| ASSIGNMENT |
In the data below, find each line containing the string "crate" and return it.

| STORED DATA |
++++
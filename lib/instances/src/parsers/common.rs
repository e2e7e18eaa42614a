use super::nom_prelude::*;
use crate::Error;
use crate::raw::{Time, ExtId};

pub fn usize_<'a, E>(input: &'a str) -> IResult<&'a str, usize, E>
  where
    E: ParseError<&'a str> + FromExternalError<&'a str, ParseIntError>
{
  map_res(digit1, usize::from_str)(input)
}

pub fn u32_<'a, E>(input: &'a str) -> IResult<&'a str, u32, E>
  where
    E: ParseError<&'a str> + FromExternalError<&'a str, ParseIntError>
{
  map_res(digit1, u32::from_str)(input)
}

/// `H:MM` or `H:MM:SS`, as whole minutes since midnight. Seconds are truncated to minutes.
pub fn time_of_day<'a, E>(input: &'a str) -> IResult<&'a str, Time, E>
  where
    E: ParseError<&'a str> + FromExternalError<&'a str, ParseIntError>
{
  map_opt(
    tuple((
      u32_,
      preceded(char(':'), u32_),
      opt(preceded(char(':'), u32_)),
    )),
    |(h, m, s)| h.checked_mul(60)?
      .checked_add(m)?
      .checked_add(s.unwrap_or(0) / 60),
  )(input)
}

/// Decimal number where either `,` or `.` separates the fraction.
pub fn decimal<'a, E>(input: &'a str) -> IResult<&'a str, f64, E>
  where
    E: ParseError<&'a str> + FromExternalError<&'a str, ParseFloatError>
{
  map_res(
    recognize(tuple((
      opt(one_of("+-")),
      digit1,
      opt(pair(one_of(",."), digit0)),
    ))),
    |s: &str| s.replace(',', ".").parse::<f64>(),
  )(input)
}

/// Identifier with a three letter prefix, e.g. `CAR17`.
pub fn prefixed_id<'a, E>(input: &'a str) -> IResult<&'a str, ExtId, E>
  where
    E: ParseError<&'a str> + FromExternalError<&'a str, ParseIntError>
{
  preceded(take_while_m_n(3, 3, |c: char| c.is_ascii_alphabetic()), u32_)(input)
}

pub fn flag(token: &str) -> bool {
  matches!(token.to_ascii_lowercase().as_str(), "y" | "yes" | "1" | "true" | "+")
}

/// Run `parser` over a complete token.
pub fn token<'a, O, F>(parser: F, input: &'a str) -> Option<O>
  where
    F: Parser<&'a str, O, error::Error<&'a str>>
{
  all_consuming(parser)(input).finish().ok().map(|(_, v)| v)
}


/// A whitespace-split line of a raw table.
#[derive(Debug, Clone)]
pub struct Row<'a> {
  pub table: &'static str,
  /// 1-based line number in the source.
  pub line: usize,
  pub fields: Vec<&'a str>,
}

impl<'a> Row<'a> {
  pub fn new(table: &'static str, line: usize, text: &'a str) -> Self {
    Row { table, line, fields: text.split_whitespace().collect() }
  }

  pub fn malformed(&self, reason: impl Into<String>) -> Error {
    Error::MalformedRow { table: self.table, line: self.line, reason: reason.into() }
  }

  pub fn require(&self, n: usize) -> Result<(), Error> {
    if self.fields.len() < n {
      Err(self.malformed(format!("expected at least {} fields, found {}", n, self.fields.len())))
    } else {
      Ok(())
    }
  }

  pub fn get(&self, idx: usize) -> Result<&'a str, Error> {
    self.fields.get(idx).copied()
      .ok_or_else(|| self.malformed(format!("missing field {}", idx + 1)))
  }

  pub fn last(&self) -> Result<&'a str, Error> {
    self.fields.last().copied().ok_or_else(|| self.malformed("empty row"))
  }

  /// Parse field `idx` with a nom parser, `what` names the field in the error message.
  pub fn parse<O, F>(&self, idx: usize, what: &str, parser: F) -> Result<O, Error>
    where
      F: Parser<&'a str, O, error::Error<&'a str>>
  {
    let field = self.get(idx)?;
    token(parser, field).ok_or_else(|| self.malformed(format!("invalid {} {:?}", what, field)))
  }
}

/// Numbered, non-blank lines of `text` following the first `header` lines.
pub fn data_lines(text: &str, header: usize) -> impl Iterator<Item=(usize, &str)> {
  text.lines()
    .enumerate()
    .skip(header)
    .map(|(k, l)| (k + 1, l.trim()))
    .filter(|(_, l)| !l.is_empty())
}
++++
| ANSWER BOX |
use crate::Error;
use crate::raw::{Time, ExtId};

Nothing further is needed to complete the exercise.